Ars Combinatoria
- Discipline: Combinatorics
- Language: English

Publication details
- History: 1976–present
- Publisher: Charles Babbage Research Centre (Canada)
- Frequency: Quarterly

Standard abbreviations
- ISO 4: Ars Comb.
- MathSciNet: Ars Combin.

Indexing
- ISSN: 0381-7032

Links
- Journal homepage;

= Ars Combinatoria (journal) =

Ars Combinatoria, a Canadian Journal of Combinatorics is an English language research journal in combinatorics, published by the Charles Babbage Research Centre, Winnipeg, Manitoba, Canada.

==History==
From 1976 to 1988 it published two volumes per year, and subsequently it published as many as six volumes per year.

The journal is indexed in MathSciNet and Zentralblatt. As of 2019, SCImago Journal Rank listed it in the bottom quartile of miscellaneous mathematics journals.

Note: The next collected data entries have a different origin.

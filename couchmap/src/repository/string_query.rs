use crate::common::Value;
use crate::errors::CouchmapResult;
use crate::mapping::MappedEntity;
use crate::query::{build_query, Consistency, PageRequest, Statement, StatementBuilder};
use crate::repository::{dispatch, ExecutionPath, N1qlExecution, QueryMethod, QueryOutcome};

/// A repository query method backed by a N1QL statement template.
///
/// The template is prepared once against the bucket; each execution binds
/// positional arguments, derives the content statement for the requested
/// page and dispatches on the method's return shape.
pub struct StringN1qlQuery<T> {
    statement: Statement,
    count_statement: Statement,
    method: QueryMethod,
    consistency: Consistency,
    execution: N1qlExecution<T>,
}

impl<T: MappedEntity> StringN1qlQuery<T> {
    pub fn new(
        template: &str,
        method: QueryMethod,
        consistency: Consistency,
        execution: N1qlExecution<T>,
        bucket_name: &str,
    ) -> Self {
        let statement = StatementBuilder::prepare(template, bucket_name);
        let count_statement = StatementBuilder::prepare_count(template, bucket_name);
        log::debug!("Prepared query method {}: {}", method.name(), statement);
        StringN1qlQuery {
            statement,
            count_statement,
            method,
            consistency,
            execution,
        }
    }

    pub fn statement(&self) -> &Statement {
        &self.statement
    }

    pub fn count_statement(&self) -> &Statement {
        &self.count_statement
    }

    pub fn method(&self) -> &QueryMethod {
        &self.method
    }

    /// Overrides the consistency level of this query.
    pub fn with_consistency(mut self, consistency: Consistency) -> Self {
        self.consistency = consistency;
        self
    }

    /// Builds the execution path for `args` without running it.
    pub fn prepare_execution(
        &self,
        args: Vec<Value>,
        page: Option<PageRequest>,
    ) -> CouchmapResult<ExecutionPath> {
        let content_statement = match page {
            Some(page) if self.method.is_page_query() => self.statement.with_page(&page),
            Some(page) if self.method.is_slice_query() => self
                .statement
                .with_limit(page.page_size() + 1, page.offset()),
            _ => self.statement.clone(),
        };

        let scan_consistency = self.consistency.query_consistency();
        let content = build_query(content_statement, args.clone(), scan_consistency);
        let count = build_query(self.count_statement.clone(), args, scan_consistency);

        dispatch(
            content,
            count,
            &self.method,
            page,
            self.method.is_page_query(),
            self.method.is_slice_query(),
            self.method.is_modifying(),
        )
    }

    /// Executes the query method with positional `args`.
    pub fn execute(&self, args: Vec<Value>, page: Option<PageRequest>) -> CouchmapResult<QueryOutcome<T>> {
        let path = self.prepare_execution(args, page)?;
        log::debug!("Executing {} via {:?} path", self.method.name(), path.kind());
        path.execute(&self.execution)
    }
}
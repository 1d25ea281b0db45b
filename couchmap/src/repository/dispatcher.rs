use crate::errors::{CouchmapError, CouchmapResult, ErrorKind};
use crate::query::{BoundQuery, PageRequest};
use crate::repository::{QueryExecution, QueryMethod, QueryOutcome};

/// Which execution path a dispatch selected.
#[derive(Debug, Clone, Copy, PartialEq, Eq, Hash)]
pub enum ExecutionKind {
    Paged,
    Sliced,
    Collection,
    Entity,
    Stream,
}

/// The execution path chosen for one query method invocation, carrying
/// everything the path needs.
#[derive(Debug, Clone, PartialEq)]
pub enum ExecutionPath {
    Paged {
        count: BoundQuery,
        content: BoundQuery,
        page: PageRequest,
    },
    Sliced {
        content: BoundQuery,
        count: BoundQuery,
        page: PageRequest,
    },
    Collection(BoundQuery),
    Entity(BoundQuery),
    Stream(BoundQuery),
}

impl ExecutionPath {
    pub fn kind(&self) -> ExecutionKind {
        match self {
            ExecutionPath::Paged { .. } => ExecutionKind::Paged,
            ExecutionPath::Sliced { .. } => ExecutionKind::Sliced,
            ExecutionPath::Collection(_) => ExecutionKind::Collection,
            ExecutionPath::Entity(_) => ExecutionKind::Entity,
            ExecutionPath::Stream(_) => ExecutionKind::Stream,
        }
    }

    /// Runs exactly one method of `execution`, the one matching this path.
    pub fn execute<T, E>(&self, execution: &E) -> CouchmapResult<QueryOutcome<T>>
    where
        E: QueryExecution<T> + ?Sized,
    {
        Ok(match self {
            ExecutionPath::Paged {
                count,
                content,
                page,
            } => QueryOutcome::Page(execution.execute_paged(count, content, *page)?),
            ExecutionPath::Sliced {
                content,
                count,
                page,
            } => QueryOutcome::Slice(execution.execute_sliced(content, count, *page)?),
            ExecutionPath::Collection(query) => {
                QueryOutcome::Collection(execution.execute_collection(query)?)
            }
            ExecutionPath::Entity(query) => QueryOutcome::Entity(execution.execute_entity(query)?),
            ExecutionPath::Stream(query) => QueryOutcome::Stream(execution.execute_stream(query)?),
        })
    }
}

/// Selects the execution path of a query method invocation.
///
/// Modifying methods are rejected first. Otherwise the first matching rule
/// wins: paged, sliced, collection, single entity, stream. A method matching
/// none of them is a declaration error.
pub fn dispatch(
    content: BoundQuery,
    count: BoundQuery,
    method: &QueryMethod,
    page: Option<PageRequest>,
    is_paged: bool,
    is_sliced: bool,
    is_modifying: bool,
) -> CouchmapResult<ExecutionPath> {
    if is_modifying {
        log::error!("Query method {} is modifying", method.name());
        return Err(CouchmapError::new(
            &format!("Modifying query method '{}' is not supported", method.name()),
            ErrorKind::UnsupportedShape,
        ));
    }

    if is_paged {
        return Ok(ExecutionPath::Paged {
            count,
            content,
            page: require_page(method, page)?,
        });
    }

    if is_sliced {
        return Ok(ExecutionPath::Sliced {
            content,
            count,
            page: require_page(method, page)?,
        });
    }

    if method.is_collection_query() {
        Ok(ExecutionPath::Collection(content))
    } else if method.is_query_for_entity() {
        Ok(ExecutionPath::Entity(content))
    } else if method.is_stream_query() {
        Ok(ExecutionPath::Stream(content))
    } else {
        log::error!("No execution path for query method {}", method.name());
        Err(CouchmapError::new(
            &format!(
                "Unsupported return shape {:?} of query method '{}'",
                method.return_shape(),
                method.name()
            ),
            ErrorKind::UnsupportedShape,
        ))
    }
}

fn require_page(method: &QueryMethod, page: Option<PageRequest>) -> CouchmapResult<PageRequest> {
    page.ok_or_else(|| {
        log::error!("Query method {} needs a page request", method.name());
        CouchmapError::new(
            &format!("Query method '{}' requires a page request", method.name()),
            ErrorKind::InvalidOperation,
        )
    })
}
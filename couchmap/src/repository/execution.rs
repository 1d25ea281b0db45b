use crate::common::{SELECT_CAS, SELECT_COUNT, SELECT_ID};
use crate::convert::{json_to_document, MappingConverter};
use crate::document::Document;
use crate::errors::{CouchmapError, CouchmapResult, ErrorKind};
use crate::mapping::MappedEntity;
use crate::query::{BoundQuery, Page, PageRequest, Slice, Statement};
use crate::store::StoreClient;
use std::marker::PhantomData;
use std::sync::Arc;

/// Entities converted one row at a time while iterating.
pub struct EntityStream<T> {
    inner: Box<dyn Iterator<Item = CouchmapResult<T>> + Send>,
}

impl<T> EntityStream<T> {
    pub fn new<I>(iter: I) -> Self
    where
        I: Iterator<Item = CouchmapResult<T>> + Send + 'static,
    {
        EntityStream { inner: Box::new(iter) }
    }
}

impl<T> Iterator for EntityStream<T> {
    type Item = CouchmapResult<T>;

    fn next(&mut self) -> Option<Self::Item> {
        self.inner.next()
    }
}

/// Typed result of an executed query method.
pub enum QueryOutcome<T> {
    Entity(Option<T>),
    Collection(Vec<T>),
    Stream(EntityStream<T>),
    Page(Page<T>),
    Slice(Slice<T>),
}

impl<T> QueryOutcome<T> {
    /// Collects any outcome into a vector of entities.
    pub fn into_vec(self) -> CouchmapResult<Vec<T>> {
        match self {
            QueryOutcome::Entity(entity) => Ok(entity.into_iter().collect()),
            QueryOutcome::Collection(entities) => Ok(entities),
            QueryOutcome::Stream(stream) => stream.collect(),
            QueryOutcome::Page(page) => Ok(page.into_content()),
            QueryOutcome::Slice(slice) => Ok(slice.into_content()),
        }
    }
}

/// The execution paths a dispatched query method can take.
pub trait QueryExecution<T> {
    fn execute_entity(&self, query: &BoundQuery) -> CouchmapResult<Option<T>>;

    fn execute_collection(&self, query: &BoundQuery) -> CouchmapResult<Vec<T>>;

    fn execute_stream(&self, query: &BoundQuery) -> CouchmapResult<EntityStream<T>>;

    fn execute_paged(
        &self,
        count: &BoundQuery,
        content: &BoundQuery,
        page: PageRequest,
    ) -> CouchmapResult<Page<T>>;

    /// `content` is expected to fetch one row more than the page size.
    fn execute_sliced(
        &self,
        content: &BoundQuery,
        count: &BoundQuery,
        page: PageRequest,
    ) -> CouchmapResult<Slice<T>>;
}

/// Executes N1QL queries through a [StoreClient] and converts the rows.
pub struct N1qlExecution<T> {
    client: Arc<dyn StoreClient>,
    converter: MappingConverter,
    _marker: PhantomData<fn() -> T>,
}

impl<T> Clone for N1qlExecution<T> {
    fn clone(&self) -> Self {
        N1qlExecution {
            client: self.client.clone(),
            converter: self.converter.clone(),
            _marker: PhantomData,
        }
    }
}

impl<T: MappedEntity> N1qlExecution<T> {
    pub fn new(client: Arc<dyn StoreClient>, converter: MappingConverter) -> Self {
        N1qlExecution {
            client,
            converter,
            _marker: PhantomData,
        }
    }

    fn fetch_rows(&self, query: &BoundQuery) -> CouchmapResult<Vec<serde_json::Value>> {
        let result = self.client.query(query)?;
        if !result.is_success() {
            log::error!("Query {} failed: {:?}", query.statement(), result.errors());
            return Err(CouchmapError::new(
                &format!(
                    "Unable to execute query '{}': {}",
                    query.statement(),
                    result.errors().join(", ")
                ),
                ErrorKind::QueryError,
            ));
        }
        Ok(result.into_rows())
    }

    fn convert(&self, row: serde_json::Value) -> CouchmapResult<T> {
        let document = row_to_document(row, self.client.bucket_name())?;
        self.converter.read(&document)
    }

    fn convert_all(&self, rows: Vec<serde_json::Value>) -> CouchmapResult<Vec<T>> {
        rows.into_iter().map(|row| self.convert(row)).collect()
    }
}

impl<T: MappedEntity> QueryExecution<T> for N1qlExecution<T> {
    fn execute_entity(&self, query: &BoundQuery) -> CouchmapResult<Option<T>> {
        self.fetch_rows(query)?
            .into_iter()
            .next()
            .map(|row| self.convert(row))
            .transpose()
    }

    fn execute_collection(&self, query: &BoundQuery) -> CouchmapResult<Vec<T>> {
        let rows = self.fetch_rows(query)?;
        self.convert_all(rows)
    }

    fn execute_stream(&self, query: &BoundQuery) -> CouchmapResult<EntityStream<T>> {
        let rows = self.fetch_rows(query)?;
        let converter = self.converter.clone();
        let bucket_name = self.client.bucket_name().to_string();
        Ok(EntityStream::new(rows.into_iter().map(move |row| {
            let document = row_to_document(row, &bucket_name)?;
            converter.read(&document)
        })))
    }

    fn execute_paged(
        &self,
        count: &BoundQuery,
        content: &BoundQuery,
        page: PageRequest,
    ) -> CouchmapResult<Page<T>> {
        let total = count_from_rows(&self.fetch_rows(count)?, count.statement())?;
        let rows = self.fetch_rows(content)?;
        Ok(Page::new(self.convert_all(rows)?, page, total))
    }

    fn execute_sliced(
        &self,
        content: &BoundQuery,
        _count: &BoundQuery,
        page: PageRequest,
    ) -> CouchmapResult<Slice<T>> {
        let mut rows = self.fetch_rows(content)?;
        let has_next = rows.len() > page.page_size();
        rows.truncate(page.page_size());
        Ok(Slice::new(self.convert_all(rows)?, page, has_next))
    }
}

/// Reads the total from the first row of a count query.
///
/// No rows count as zero. A first row without an unsigned `count` column
/// is a query error.
pub fn count_from_rows(rows: &[serde_json::Value], statement: &Statement) -> CouchmapResult<u64> {
    let Some(row) = rows.first() else {
        return Ok(0);
    };
    match row.get(SELECT_COUNT).and_then(|count| count.as_u64()) {
        Some(total) => Ok(total),
        None => {
            log::error!("Count query {} returned {}", statement, row);
            Err(CouchmapError::new(
                &format!(
                    "Count query '{}' returned no unsigned '{}' column",
                    statement, SELECT_COUNT
                ),
                ErrorKind::QueryError,
            ))
        }
    }
}

/// Turns a query row into a document.
///
/// `_ID` and `_CAS` become id and version. When the remaining row is the
/// document nested under the bucket name, as produced by `b.*`-less
/// projections, that object is unwrapped.
pub fn row_to_document(row: serde_json::Value, bucket_name: &str) -> CouchmapResult<Document> {
    let mut map = match row {
        serde_json::Value::Object(map) => map,
        other => {
            log::error!("Query row {} is not an object", other);
            return Err(CouchmapError::new(
                "Query row must be a JSON object",
                ErrorKind::QueryError,
            ));
        }
    };

    // shift removal keeps the remaining columns in row order
    let id = map.shift_remove(SELECT_ID);
    let cas = map.shift_remove(SELECT_CAS);

    let only_field = map.len() == 1;
    let nested = match map.get_mut(bucket_name) {
        Some(serde_json::Value::Object(inner)) if only_field => Some(std::mem::take(inner)),
        _ => None,
    };
    let content = nested.unwrap_or(map);

    let mut document = json_to_document(content);
    match id {
        Some(serde_json::Value::String(id)) => document.set_id(id),
        Some(serde_json::Value::Number(id)) => document.set_id(id.to_string()),
        _ => {}
    }
    if let Some(cas) = cas.and_then(|cas| cas.as_u64()).filter(|cas| *cas != 0) {
        document.set_version(cas);
    }
    Ok(document)
}
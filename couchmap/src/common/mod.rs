//! Common types shared across the crate: values, conversion and constants.

mod constants;
mod convertible;
mod type_utils;
mod value;

pub use constants::*;
pub use convertible::*;
pub use type_utils::*;
pub use value::*;
use crate::errors::{CouchmapError, CouchmapResult, ErrorKind};
use crate::mapping::{MappedEntity, PersistentEntity};
use dashmap::DashMap;
use std::any::{Any, TypeId};
use std::sync::Arc;

type EntityCache = DashMap<TypeId, Arc<dyn Any + Send + Sync>>;

/// Registry of entity metadata, keyed by entity type.
///
/// Metadata of a type is built on first request and shared afterwards. The
/// context is cheap to clone; clones share the same cache.
#[derive(Clone, Default)]
pub struct MappingContext {
    inner: Arc<MappingContextInner>,
}

#[derive(Default)]
struct MappingContextInner {
    entities: EntityCache,
}

impl MappingContext {
    pub fn new() -> Self {
        MappingContext::default()
    }

    /// Returns the metadata of `T`, building and caching it if needed.
    ///
    /// Concurrent first requests for the same type build the metadata exactly
    /// once; every caller observes the same instance.
    pub fn persistent_entity<T: MappedEntity>(&self) -> CouchmapResult<Arc<PersistentEntity<T>>> {
        let type_id = TypeId::of::<T>();
        if let Some(entry) = self.inner.entities.get(&type_id) {
            return downcast(entry.value().clone());
        }

        let cached = {
            let entry = self.inner.entities.entry(type_id).or_try_insert_with(|| {
                let entity = T::describe().build()?;
                log::debug!(
                    "Built mapping metadata for {} with {} properties",
                    entity.name(),
                    entity.properties().len()
                );
                Ok::<_, CouchmapError>(Arc::new(entity) as Arc<dyn Any + Send + Sync>)
            })?;
            entry.value().clone()
        };
        downcast(cached)
    }

    /// Checks whether metadata of `T` has been built already.
    pub fn contains<T: MappedEntity>(&self) -> bool {
        self.inner.entities.contains_key(&TypeId::of::<T>())
    }

    /// Number of entity types with cached metadata.
    pub fn len(&self) -> usize {
        self.inner.entities.len()
    }

    pub fn is_empty(&self) -> bool {
        self.inner.entities.is_empty()
    }
}

fn downcast<T: MappedEntity>(
    cached: Arc<dyn Any + Send + Sync>,
) -> CouchmapResult<Arc<PersistentEntity<T>>> {
    cached.downcast::<PersistentEntity<T>>().map_err(|_| {
        log::error!("Cached mapping metadata has an unexpected type");
        CouchmapError::new(
            &format!("No mapping metadata found for entity of type {}", std::any::type_name::<T>()),
            ErrorKind::InternalError,
        )
    })
}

As of December 15, 2021, the editorial board of the journal resigned, asking that inquiries be directed to the publisher. In 2024, Combinatorial Press announced that they had taken over publishing the journal. Under the new publisher, authors may opt for subscription-only publication at no fee, with a mandatory 2-year embargo period, or open access with a high open-access fee.